PROVIDED MATERIAL:
__________________________________________________

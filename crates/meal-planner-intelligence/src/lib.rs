// ABOUTME: Recipe graph and grocery aggregation engine for the meal planner
// ABOUTME: Unit conversion, sub-recipe cycle analysis, quantity resolution, aggregation, import
//
// SPDX-License-Identifier: MIT OR Apache-2.0
// Copyright (c) 2025 Async-IO.org

#![deny(unsafe_code)]

//! # Meal Planner Intelligence
//!
//! Synchronous, side-effect-free algorithms over immutable snapshots of recipes,
//! ingredients, and meal plans. Nothing here performs I/O; the root crate's
//! services fetch snapshots from storage and hand results back to it.
//!
//! ## Modules
//!
//! - **units**: canonical units, conversion, display-unit consolidation
//! - **graph**: sub-recipe cycle detection, picker exclusions, nesting depth
//! - **resolver**: recursive expansion of a recipe into scaled ingredient quantities
//! - **aggregation**: grocery list generation over a date range
//! - **import**: mapping imported recipes onto the ingredient library
//! - **config**: engine settings with environment overrides

/// Grocery list aggregation
pub mod aggregation;
/// Engine configuration
pub mod config;
/// Sub-recipe graph analysis
pub mod graph;
/// Recipe import helper
pub mod import;
/// Ingredient quantity resolution
pub mod resolver;
/// Unit conversion and consolidation
pub mod units;

pub use aggregation::{
    generate_grocery_list, normalize_name, GeneratedGroceryList, GroceryListAggregator,
    MealPlanDiagnostic,
};
pub use config::{ConfigError, PlannerConfig};
pub use graph::{
    ensure_acyclic, get_excluded_recipe_ids, get_recipe_depth, would_create_circular,
    RecipeGraph, RecipeGraphError,
};
pub use import::{
    ImportError, ImportIssue, ImportOutcome, ImportReport, ImportedIngredient, ImportedRecipe,
    ImportedSubRecipe, IngredientMatch, MatchStrategy, RecipeImporter,
};
pub use resolver::{
    IngredientQuantityResolver, Resolution, ResolutionDiagnostic, ResolvedIngredient,
};
pub use units::{
    consolidate_unit, consolidate_unit_with_threshold, convert_quantity,
    convert_quantity_with_policy, normalize_unit_for_consolidation, ConversionError,
    IncompatibleUnitPolicy, UnitConverter,
};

__________________________________________________

EXERCISE AIM: List every line above containing the word "aggregation".

SOLUTION BELOW:
// ABOUTME: Recipe graph and grocery aggregation engine for the meal planner
// ABOUTME: Unit conversion, sub-recipe cycle analysis, quantity resolution, aggregation, import
//! - **aggregation**: grocery list generation over a date range
/// Grocery list aggregation
pub mod aggregation;
pub use aggregation::{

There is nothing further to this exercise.